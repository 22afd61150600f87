//! Test support utilities for envmanager integration tests.
//!
//! Provides reusable test environment setup and helper commands.

#![allow(dead_code)]

pub mod assertions;
pub mod commands;
pub mod fixtures;

#[allow(unused_imports)]
pub use assertions::*;
#[allow(unused_imports)]
pub use fixtures::*;

use std::path::{Path, PathBuf};
use tempfile::TempDir;

/// Test environment with isolated temp directories.
///
/// Each test gets its own temporary project dir, home dir and tool dir.
/// No process-global state is mutated: child processes use `.current_dir()`
/// and explicit environment variables so tests can run in parallel.
pub struct Test {
    /// Temporary directory the commands run in
    pub dir: TempDir,
    /// Temporary home directory holding the main config file
    pub home: TempDir,
    /// Directory prepended to PATH for fake backend tools
    pub bin: TempDir,
}

impl Test {
    /// Create a new empty test environment without any config file.
    pub fn new() -> Self {
        let dir = TempDir::new().expect("failed to create temp dir");
        let home = TempDir::new().expect("failed to create temp home");
        let bin = TempDir::new().expect("failed to create temp bin");

        Self { dir, home, bin }
    }

    /// Create a test environment whose main config file has `contents`.
    pub fn with_config(contents: &str) -> Self {
        let t = Self::new();
        std::fs::write(t.config_path(), contents).expect("failed to write config");
        t
    }

    /// Path of the main config file.
    pub fn config_path(&self) -> PathBuf {
        self.home.path().join(".envmanager.toml")
    }

    /// Contents of the main config file.
    pub fn config_contents(&self) -> String {
        std::fs::read_to_string(self.config_path()).expect("failed to read config")
    }

    /// Working directory of the commands as the binary sees it.
    pub fn dir_path(&self) -> PathBuf {
        std::fs::canonicalize(self.dir.path()).expect("failed to canonicalize dir")
    }

    /// Working directory of the commands, as used in directory mappings.
    pub fn dir_key(&self) -> String {
        self.dir_path().display().to_string()
    }

    /// Create a subdirectory of the project dir.
    pub fn subdir(&self, name: &str) -> PathBuf {
        let path = self.dir_path().join(name);
        std::fs::create_dir_all(&path).expect("failed to create subdir");
        path
    }

    /// Write a `.envmanager.toml` into `dir`.
    pub fn write_local_config(&self, dir: &Path, contents: &str) -> PathBuf {
        let path = dir.join(".envmanager.toml");
        std::fs::write(&path, contents).expect("failed to write local config");
        path
    }

    /// Install an executable script called `name` into the tool dir.
    #[cfg(unix)]
    pub fn install_tool(&self, name: &str, script: &str) {
        use std::os::unix::fs::PermissionsExt;

        let path = self.bin.path().join(name);
        std::fs::write(&path, script).expect("failed to write tool");
        std::fs::set_permissions(&path, std::fs::Permissions::from_mode(0o755))
            .expect("failed to chmod tool");
    }

    /// PATH with the tool dir in front.
    pub fn path_var(&self) -> String {
        let original = std::env::var("PATH").unwrap_or_default();
        format!("{}:{}", self.bin.path().display(), original)
    }
}
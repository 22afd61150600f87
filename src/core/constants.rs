//! Constants used throughout envmanager.
//!
//! Centralizes magic strings and configuration values.

/// Configuration file name, both in the home directory and in project directories.
pub const CONFIG_FILE: &str = ".envmanager.toml";

/// Environment variable holding the comma-separated list of loaded profiles.
pub const LOADED_PROFILES_VAR: &str = "ENVMANAGER_LOADED";

/// Environment variable overriding the log filter.
pub const LOG_VAR: &str = "ENVMANAGER_LOG";

/// Environment variable selecting the log format; `json` for one object per line.
pub const LOG_FORMAT_VAR: &str = "ENVMANAGER_LOG_FORMAT";

/// Environment variable overriding the main configuration file path.
pub const CONFIG_VAR: &str = "ENVMANAGER_CONFIG";

/// Separator used in the loaded-profiles tracking variable.
pub const LOADED_SEPARATOR: char = ',';

/// Separator between emitted shell statements.
pub const STATEMENT_SEPARATOR: &str = ";";
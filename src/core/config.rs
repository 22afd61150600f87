//! Configuration file management.
//!
//! Handles reading, merging, and writing `.envmanager.toml` files. The main
//! file (usually `~/.envmanager.toml`) is loaded first; every
//! `.envmanager.toml` found between the working directory and the filesystem
//! root is merged on top of it, nearest file last.

use serde::{Deserialize, Serialize};
use std::collections::BTreeMap;
use std::path::{Path, PathBuf};
use tracing::{debug, trace};

use crate::core::constants;
use crate::core::profile::Profile;
use crate::error::{ConfigError, Result};

/// Contents of one or more merged configuration files.
#[derive(Debug, Clone, Default, PartialEq, Serialize, Deserialize)]
pub struct Configuration {
    /// General behavior. Only honored from the main file.
    #[serde(default, skip_serializing_if = "Options::is_default")]
    pub options: Options,
    /// Storage definitions by name.
    #[serde(default)]
    pub storages: BTreeMap<String, StorageConfig>,
    /// Profile definitions by name.
    #[serde(default)]
    pub profiles: BTreeMap<String, Profile>,
    /// Directory path → profiles loaded there when none are named.
    #[serde(default)]
    pub directory_mapping: BTreeMap<String, Vec<String>>,
}

/// The `[options]` section.
#[derive(Debug, Clone, Default, PartialEq, Eq, Serialize, Deserialize)]
pub struct Options {
    /// Let later files silently replace earlier definitions. Makes
    /// `collision_detection_ignore` meaningless.
    #[serde(default)]
    pub disable_collision_detection: bool,
    #[serde(default, skip_serializing_if = "CollisionDetectionIgnore::is_empty")]
    pub collision_detection_ignore: CollisionDetectionIgnore,
}

impl Options {
    fn is_default(&self) -> bool {
        *self == Self::default()
    }
}

/// Names that may be redefined by later files.
#[derive(Debug, Clone, Default, PartialEq, Eq, Serialize, Deserialize)]
pub struct CollisionDetectionIgnore {
    #[serde(default, skip_serializing_if = "Vec::is_empty")]
    pub storages: Vec<String>,
    #[serde(default, skip_serializing_if = "Vec::is_empty")]
    pub profiles: Vec<String>,
    #[serde(default, skip_serializing_if = "Vec::is_empty")]
    pub mappings: Vec<String>,
}

impl CollisionDetectionIgnore {
    fn is_empty(&self) -> bool {
        self.storages.is_empty() && self.profiles.is_empty() && self.mappings.is_empty()
    }
}

/// A `[storages.<name>]` table.
#[derive(Debug, Clone, Default, PartialEq, Eq, Serialize, Deserialize)]
pub struct StorageConfig {
    #[serde(rename = "type")]
    pub storage_type: String,
    #[serde(default)]
    pub config: BTreeMap<String, String>,
}

impl Configuration {
    /// Create an empty configuration.
    pub fn new() -> Self {
        Self::default()
    }

    /// Default location of the main configuration file.
    ///
    /// # Errors
    ///
    /// Returns `ConfigError::NoHomeDir` if the home directory is unknown.
    pub fn default_path() -> Result<PathBuf> {
        dirs::home_dir()
            .map(|home| home.join(constants::CONFIG_FILE))
            .ok_or_else(|| ConfigError::NoHomeDir.into())
    }

    /// Load a configuration from `path`.
    ///
    /// # Errors
    ///
    /// Returns `ConfigError::NotInitialized` if the file doesn't exist,
    /// `ConfigError::ReadFile` if it can't be read, or `ConfigError::Parse`
    /// if the TOML is malformed.
    pub fn load_from_file(path: &Path) -> Result<Self> {
        debug!(path = %path.display(), "loading config");

        let config = read(path)?;
        debug!(
            storages = config.storages.len(),
            profiles = config.profiles.len(),
            mappings = config.directory_mapping.len(),
            "config loaded"
        );
        Ok(config)
    }

    /// Merge the file at `path` into this configuration.
    ///
    /// Storages, profiles and mappings of the file are added. Redefining a
    /// name that already exists is an error unless collision detection is
    /// disabled or the name is listed in `collision_detection_ignore`. The
    /// file's own `[options]` are ignored.
    ///
    /// Mapping keys `.` and `./sub` are resolved against the directory
    /// containing the file.
    ///
    /// # Errors
    ///
    /// Returns a read or parse error, or `ConfigError::Collision`.
    pub fn merge_file(&mut self, path: &Path) -> Result<()> {
        debug!(path = %path.display(), "merging config");
        let fragment = read(path)?;
        let base = path.parent().unwrap_or_else(|| Path::new(""));
        self.merge(fragment, base)
    }

    fn merge(&mut self, fragment: Configuration, base: &Path) -> Result<()> {
        let check = !self.options.disable_collision_detection;
        let ignore = &self.options.collision_detection_ignore;

        for (name, storage) in fragment.storages {
            if check && self.storages.contains_key(&name) && !ignore.storages.contains(&name) {
                return Err(ConfigError::Collision {
                    kind: "storage name",
                    name,
                    expanded_from: None,
                }
                .into());
            }
            self.storages.insert(name, storage);
        }

        for (name, profile) in fragment.profiles {
            if check && self.profiles.contains_key(&name) && !ignore.profiles.contains(&name) {
                return Err(ConfigError::Collision {
                    kind: "profile name",
                    name,
                    expanded_from: None,
                }
                .into());
            }
            self.profiles.insert(name, profile);
        }

        for (original, profiles) in fragment.directory_mapping {
            let name = expand_mapping_path(&original, base);
            trace!(from = %original, to = %name, "expanded mapping path");
            if check
                && self.directory_mapping.contains_key(&name)
                && !ignore.mappings.contains(&name)
            {
                let expanded_from = (original != name).then_some(original);
                return Err(ConfigError::Collision {
                    kind: "mapping",
                    name,
                    expanded_from,
                }
                .into());
            }
            self.directory_mapping.insert(name, profiles);
        }

        Ok(())
    }

    /// Write the configuration to `path`.
    ///
    /// An existing file is only replaced when `replace` is set. On Unix the
    /// file is created with mode 0600.
    ///
    /// # Errors
    ///
    /// Returns `ConfigError::WouldOverwrite`, or an error if serialization or
    /// the write fails.
    pub fn write_to_file(&self, path: &Path, replace: bool) -> Result<()> {
        debug!(path = %path.display(), replace, "writing config");

        if path.exists() && !replace {
            return Err(ConfigError::WouldOverwrite(path.to_path_buf()).into());
        }

        let contents = toml::to_string_pretty(self).map_err(ConfigError::Serialize)?;

        #[cfg(unix)]
        {
            use std::io::Write;
            use std::os::unix::fs::{OpenOptionsExt, PermissionsExt};

            let mut file = std::fs::OpenOptions::new()
                .create(true)
                .truncate(true)
                .write(true)
                .mode(0o600)
                .open(path)?;
            file.write_all(contents.as_bytes())?;
            file.flush()?;

            std::fs::set_permissions(path, std::fs::Permissions::from_mode(0o600))?;
        }

        #[cfg(not(unix))]
        {
            std::fs::write(path, contents)?;
        }

        Ok(())
    }
}

/// List the configuration files to process, in processing order.
///
/// The main file always comes first. The remaining files are every
/// `.envmanager.toml` between `start_dir` and the filesystem root (root
/// itself excluded), farthest first, so the file nearest to `start_dir` has
/// the highest precedence. The main file is never listed twice.
pub fn discover(start_dir: &Path, main: &Path) -> Vec<PathBuf> {
    let mut found = Vec::new();

    for dir in start_dir.ancestors() {
        if dir.parent().is_none() {
            break;
        }
        let candidate = dir.join(constants::CONFIG_FILE);
        if candidate != main && candidate.is_file() {
            trace!(path = %candidate.display(), "discovered config file");
            found.push(candidate);
        }
    }

    found.push(main.to_path_buf());
    found.reverse();
    found
}

fn read(path: &Path) -> Result<Configuration> {
    if !path.exists() {
        return Err(ConfigError::NotInitialized(path.to_path_buf()).into());
    }
    let contents = std::fs::read_to_string(path).map_err(|source| ConfigError::ReadFile {
        path: path.to_path_buf(),
        source,
    })?;
    let config = toml::from_str(&contents).map_err(|source| ConfigError::Parse {
        path: path.to_path_buf(),
        source,
    })?;
    Ok(config)
}

fn expand_mapping_path(name: &str, base: &Path) -> String {
    if name == "." {
        base.display().to_string()
    } else if let Some(rest) = name.strip_prefix("./") {
        base.join(rest).display().to_string()
    } else {
        name.to_string()
    }
}
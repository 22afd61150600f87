//! Completions command.
//!
//! Generates completion scripts for the subcommands and flags. Profile and
//! storage names are not completed.

use std::io::Write;

use clap::CommandFactory;
use clap_complete::{generate, Shell as CompletionShell};

use crate::cli::{Cli, Shell};
use crate::error::Result;

impl From<Shell> for CompletionShell {
    fn from(shell: Shell) -> Self {
        match shell {
            Shell::Bash => CompletionShell::Bash,
            Shell::Zsh => CompletionShell::Zsh,
            Shell::Fish => CompletionShell::Fish,
            Shell::PowerShell => CompletionShell::PowerShell,
        }
    }
}

/// Print the completion script for `shell` to stdout.
pub fn execute(shell: Shell) -> Result<()> {
    let mut stdout = std::io::stdout();
    render(shell, &mut stdout)?;
    stdout.flush()?;
    Ok(())
}

fn render(shell: Shell, out: &mut dyn Write) -> Result<()> {
    let mut cmd = Cli::command();
    let bin = cmd.get_name().to_string();
    generate(CompletionShell::from(shell), &mut cmd, bin, out);
    Ok(())
}
//! Unload command.
//!
//! Prints the statements that unload profiles. Dependencies stay loaded.

use std::io::Write;
use std::path::Path;

use crate::cli::{current_environment, load_registry};
use crate::core::session;
use crate::error::{ProfileError, Result};

/// Unload `profiles`, or everything currently loaded when `all` is set.
pub fn execute(main: &Path, profiles: &[String], all: bool) -> Result<()> {
    if profiles.is_empty() && !all {
        return Err(ProfileError::NothingToUnload.into());
    }

    let registry = load_registry(main)?;
    let mut env = current_environment();

    session::unload(&registry, &mut env, profiles, all)?;

    let mut stdout = std::io::stdout();
    write!(stdout, "{}", env.write_statements())?;
    stdout.flush()?;
    Ok(())
}
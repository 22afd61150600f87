//! Loading and unloading profiles into a shell session.
//!
//! Both operations only schedule changes on an [`Environment`]; the caller
//! prints [`Environment::write_statements`] for the shell to evaluate. The
//! names of loaded profiles are tracked in `ENVMANAGER_LOADED`.

use tracing::{debug, info};

use crate::core::constants::{LOADED_PROFILES_VAR, LOADED_SEPARATOR};
use crate::core::environment::Environment;
use crate::core::registry::Registry;
use crate::error::{ProfileError, Result};

/// Profiles currently recorded as loaded in `env`, in load order.
pub fn loaded_profiles(env: &Environment) -> Vec<String> {
    let mut names = Vec::new();
    for name in env.current(LOADED_PROFILES_VAR, "").split(LOADED_SEPARATOR) {
        let name = name.trim();
        if !name.is_empty() && !names.iter().any(|n| n == name) {
            names.push(name.to_string());
        }
    }
    names
}

fn track(env: &mut Environment, names: &[String]) -> Result<()> {
    let separator = LOADED_SEPARATOR.to_string();
    env.set(LOADED_PROFILES_VAR, &names.join(separator.as_str()))
}

/// Load `requested` profiles and everything they depend on.
///
/// With no names, the profiles mapped to `cwd` are loaded instead. Each
/// profile is selected once; dependencies follow the profile that pulled
/// them in. Returns the selection in the order it was applied.
///
/// # Errors
///
/// Returns `ProfileError::NoMappingFound` if no names were given and `cwd`
/// is not mapped, and otherwise the first lookup, resolution or storage
/// error. On error `env` may hold a partial set of changes and must not be
/// written out.
pub fn load(
    registry: &Registry,
    env: &mut Environment,
    requested: &[String],
    cwd: &str,
) -> Result<Vec<String>> {
    let requested: Vec<String> = if requested.is_empty() {
        if !registry.has_directory_mapping(cwd) {
            return Err(ProfileError::NoMappingFound(cwd.to_string()).into());
        }
        debug!(cwd = %cwd, "using directory mapping");
        registry.directory_mapping(cwd)?.to_vec()
    } else {
        requested.to_vec()
    };

    let mut selected: Vec<String> = Vec::new();
    for name in &requested {
        let profile = registry.profile(name)?;
        if selected.contains(name) {
            continue;
        }
        selected.push(name.clone());

        for dependency in profile.dependencies(registry, &selected)? {
            if !selected.contains(&dependency) {
                selected.push(dependency);
            }
        }
    }
    debug!(profiles = ?selected, "selected profiles");

    for name in &selected {
        registry.profile(name)?.add_to_environment(registry, env)?;
    }

    let mut tracked = loaded_profiles(env);
    for name in &selected {
        if !tracked.contains(name) {
            tracked.push(name.clone());
        }
    }
    track(env, &tracked)?;

    info!(count = selected.len(), "profiles loaded");
    Ok(selected)
}

/// Unload `requested` profiles, or every loaded profile when `all` is set.
///
/// Dependencies are left alone. Returns the names that were unloaded.
///
/// # Errors
///
/// Returns `ProfileError::NothingToUnload` when no names were given without
/// `all`, and otherwise the first lookup error.
pub fn unload(
    registry: &Registry,
    env: &mut Environment,
    requested: &[String],
    all: bool,
) -> Result<Vec<String>> {
    let mut tracked = loaded_profiles(env);

    let names: Vec<String> = if all {
        tracked.clone()
    } else if requested.is_empty() {
        return Err(ProfileError::NothingToUnload.into());
    } else {
        requested.to_vec()
    };

    for name in &names {
        registry.profile(name)?.remove_from_environment(env)?;
        tracked.retain(|n| n != name);
    }
    track(env, &tracked)?;

    info!(count = names.len(), "profiles unloaded");
    Ok(names)
}
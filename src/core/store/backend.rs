//! Storage backend selection.
//!
//! Maps the `type` of a configured storage to its implementation and builds
//! validated instances.

use std::collections::BTreeMap;
use std::path::PathBuf;
use std::rc::Rc;
use std::str::FromStr;

use tracing::{debug, warn};

use super::{Credentials, Keepass, Pass, Store};
use crate::error::{Result, StorageError};

/// Supported storage backend types.
#[derive(Debug, Clone, Copy, PartialEq, Eq)]
pub enum StoreKind {
    /// KeePass database file
    Keepass,
    /// password-store directory
    Pass,
}

impl StoreKind {
    /// Every supported kind.
    pub const ALL: [StoreKind; 2] = [StoreKind::Keepass, StoreKind::Pass];

    /// Identifier used as `type` in the configuration.
    pub fn identifier(&self) -> &'static str {
        match self {
            Self::Keepass => "keepass",
            Self::Pass => "pass",
        }
    }

    /// Identifiers of every supported kind.
    pub fn identifiers() -> Vec<&'static str> {
        Self::ALL.iter().map(|kind| kind.identifier()).collect()
    }

    /// Seed configuration written by `config add storage`.
    pub fn default_config(&self) -> BTreeMap<String, String> {
        let key = match self {
            Self::Keepass => "path",
            Self::Pass => "prefix",
        };
        BTreeMap::from([(key.to_string(), String::new())])
    }
}

impl FromStr for StoreKind {
    type Err = StorageError;

    fn from_str(s: &str) -> std::result::Result<Self, Self::Err> {
        Self::ALL
            .into_iter()
            .find(|kind| kind.identifier() == s)
            .ok_or_else(|| StorageError::UnknownType(s.to_string()))
    }
}

impl std::fmt::Display for StoreKind {
    fn fmt(&self, f: &mut std::fmt::Formatter<'_>) -> std::fmt::Result {
        f.write_str(self.identifier())
    }
}

/// Build the storage called `name` from its configured type and settings.
///
/// The storage is validated before it is returned; a storage that fails
/// validation is never handed out.
///
/// # Errors
///
/// Returns the errors of [`build`], or the validation error of the storage.
pub fn create(
    name: &str,
    kind: &str,
    config: &BTreeMap<String, String>,
    credentials: Rc<dyn Credentials>,
) -> Result<Box<dyn Store>> {
    let store = build(name, kind, config, credentials)?;

    let validation = store.validate();
    if let Some(error) = validation.error {
        for line in &validation.lines {
            warn!(storage = %name, "{}", line);
        }
        return Err(error.into());
    }

    Ok(store)
}

/// Construct a storage without validating it.
///
/// Used where a broken storage should be inspected rather than rejected.
///
/// # Errors
///
/// Returns `StorageError::UnknownType` for an unsupported type, or
/// `StorageError::MissingConfig` when a required setting is absent.
pub fn build(
    name: &str,
    kind: &str,
    config: &BTreeMap<String, String>,
    credentials: Rc<dyn Credentials>,
) -> Result<Box<dyn Store>> {
    let kind: StoreKind = kind.parse()?;
    debug!(storage = %name, kind = %kind, "creating storage");

    let setting = |key: &str| config.get(key).filter(|v| !v.is_empty()).cloned();

    let store: Box<dyn Store> = match kind {
        StoreKind::Keepass => {
            let file = setting("path").ok_or_else(|| StorageError::MissingConfig {
                storage: name.to_string(),
                key: "path",
            })?;
            let key_file = setting("keyfile").map(PathBuf::from);
            Box::new(Keepass::new(name, file, key_file, credentials))
        }
        StoreKind::Pass => {
            let dir = match setting("dir") {
                Some(dir) => PathBuf::from(dir),
                None => Pass::default_dir().ok_or_else(|| StorageError::MissingConfig {
                    storage: name.to_string(),
                    key: "dir",
                })?,
            };
            let prefix = setting("prefix").unwrap_or_default();
            Box::new(Pass::new(name, dir, &prefix))
        }
    };

    Ok(store)
}
//! Shell environment staging.
//!
//! Collects pending exports and unsets and renders them as statements for the
//! calling shell to evaluate.

use std::collections::{BTreeMap, BTreeSet, HashMap};

use tracing::trace;

use crate::core::constants::STATEMENT_SEPARATOR;
use crate::error::{Result, ValidationError};

/// The current environment plus the variables that will be exported or
/// unset the next time [`Environment::write_statements`] is called.
#[derive(Debug, Clone, Default)]
pub struct Environment {
    /// Snapshot of the shell's environment, filled once by `load`.
    current: HashMap<String, String>,
    /// Variables to export.
    add_vars: BTreeMap<String, String>,
    /// Variables to unset.
    del_vars: BTreeSet<String>,
}

impl Environment {
    /// Create an environment with nothing captured and nothing pending.
    pub fn new() -> Self {
        Self::default()
    }

    /// Create an environment whose snapshot is the given variables instead of
    /// the real process environment.
    pub fn with_current<I, K, V>(vars: I) -> Self
    where
        I: IntoIterator<Item = (K, V)>,
        K: Into<String>,
        V: Into<String>,
    {
        Self {
            current: vars
                .into_iter()
                .map(|(k, v)| (k.into(), v.into()))
                .collect(),
            ..Self::default()
        }
    }

    /// Capture the process environment. Call exactly once, before `current`.
    ///
    /// Variables whose name or value is not valid UTF-8 are skipped.
    pub fn load(&mut self) {
        for (key, value) in std::env::vars_os() {
            if let (Ok(key), Ok(value)) = (key.into_string(), value.into_string()) {
                self.current.insert(key, value);
            }
        }
        trace!(vars = self.current.len(), "captured environment");
    }

    /// Look up a variable in the captured snapshot, falling back to `default`.
    pub fn current(&self, key: &str, default: &str) -> String {
        self.current
            .get(key)
            .cloned()
            .unwrap_or_else(|| default.to_string())
    }

    /// Schedule `export key="value"`.
    ///
    /// # Errors
    ///
    /// Returns `ValidationError::EmptyKey` if `key` is empty.
    pub fn set(&mut self, key: &str, value: &str) -> Result<()> {
        if key.is_empty() {
            return Err(ValidationError::EmptyKey.into());
        }
        self.add_vars.insert(key.to_string(), value.to_string());
        Ok(())
    }

    /// Schedule `unset key`, dropping any pending export of the same key.
    ///
    /// # Errors
    ///
    /// Returns `ValidationError::EmptyKey` if `key` is empty.
    pub fn unset(&mut self, key: &str) -> Result<()> {
        if key.is_empty() {
            return Err(ValidationError::EmptyKey.into());
        }
        self.add_vars.remove(key);
        self.del_vars.insert(key.to_string());
        Ok(())
    }

    /// Pending exports, ordered by name.
    pub fn pending_exports(&self) -> &BTreeMap<String, String> {
        &self.add_vars
    }

    /// Pending unsets, ordered by name.
    pub fn pending_unsets(&self) -> &BTreeSet<String> {
        &self.del_vars
    }

    /// Render all pending changes: exports first, then unsets, joined by `;`.
    ///
    /// Values are wrapped in double quotes verbatim. Does not clear the
    /// pending changes.
    pub fn write_statements(&self) -> String {
        let exports = self
            .add_vars
            .iter()
            .map(|(key, value)| format!("export {}=\"{}\"", key, value));
        let unsets = self.del_vars.iter().map(|key| format!("unset {}", key));

        exports
            .chain(unsets)
            .collect::<Vec<_>>()
            .join(STATEMENT_SEPARATOR)
    }
}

#### [The problem]
Starting with the first line above and ending with the line that holds "and tool dir.", restate each line word for word and add nothing else.

#### [Exercise output]
repository 22afd61150600f87
//! Test support utilities for envmanager integration tests.
//!
//! Provides reusable test environment setup and helper commands.

#![allow(dead_code)]

pub mod assertions;
pub mod commands;
pub mod fixtures;

#[allow(unused_imports)]
pub use assertions::*;
#[allow(unused_imports)]
pub use fixtures::*;

use std::path::{Path, PathBuf};
use tempfile::TempDir;

/// Test environment with isolated temp directories.
///
/// Each test gets its own temporary project dir, home dir and tool dir.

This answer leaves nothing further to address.